ANSWERS: 6
  • Having experienced this, I can say that there is probably no way polite enough to keep from offending your friend. People are very sensitive to outside criticism of their children, even if they themselves realize their child is out of control. The problem is most likely her parenting skills, and pointing her child's issue out to her will undoubtedly make her defensive. I would suggest that you try meeting her outside of your home. If her toddler destroys property in a coffee shop or other public place, it will be her problem and not yours. Perhaps in that situation, she will better try to control her child. Good luck.

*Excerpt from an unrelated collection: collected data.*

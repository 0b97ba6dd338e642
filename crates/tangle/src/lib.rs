//! Tangle - a query console for dependency-injection binding graphs.
//!
//! This crate loads component graphs from JSON Lines files, runs
//! [`tangle_engine`] queries across all of them and prints the results. It
//! provides both the `tangle` binary and a library for embedding the same
//! workflow.

#![forbid(unsafe_code)]

// Public modules for library usage
pub mod app;
pub mod catalog;
pub mod error;
pub mod loader;
pub mod router;

// Public CLI module (needed by binary)
pub mod cli;

// Command implementations
pub mod commands;

pub mod config;
pub mod output;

  • Then that is what you tell her, I am sorry but your child has destroyed to many things and although I value your friendship, I don't want your child in my house until they can be here without breaking things. I do see their side a little, I had in-laws who refused to put a few things out of the way to make it safe for my son to play. It is very hard to visit someone and keep an eye on a very busy 12 month old. So, I ignored them and looked after my child, he never broke anything , but they never got a chance to visit either. I guess it depends on how much you value their friendship and what you are willing to do.
  • Tell her that it is not your job to discipline her child as her child is not yours and say if she can't control her, then she can't come over. I'm 17 and even I understand this. Some people. Tsk tsk. I'm not saying she's a bad person. Her expectations for you are just way too high. It's not your job to provide a home for her child because it is not her home.
  • There is no easy way to tell her! However, you can be polite by saying something like: "I am very sorry to have to tell you that if you cannot teach your child to respect my home I would prefer.......... we meet in the park!"
  • tell her exactly that,if she is a friend,she will understand.if that doesn't work,meet them at chucky cheese.
  • I would tell her politly and if it didn't work I would tell her not so politly. It is your house and if you don't make sure it is takin care of, who will?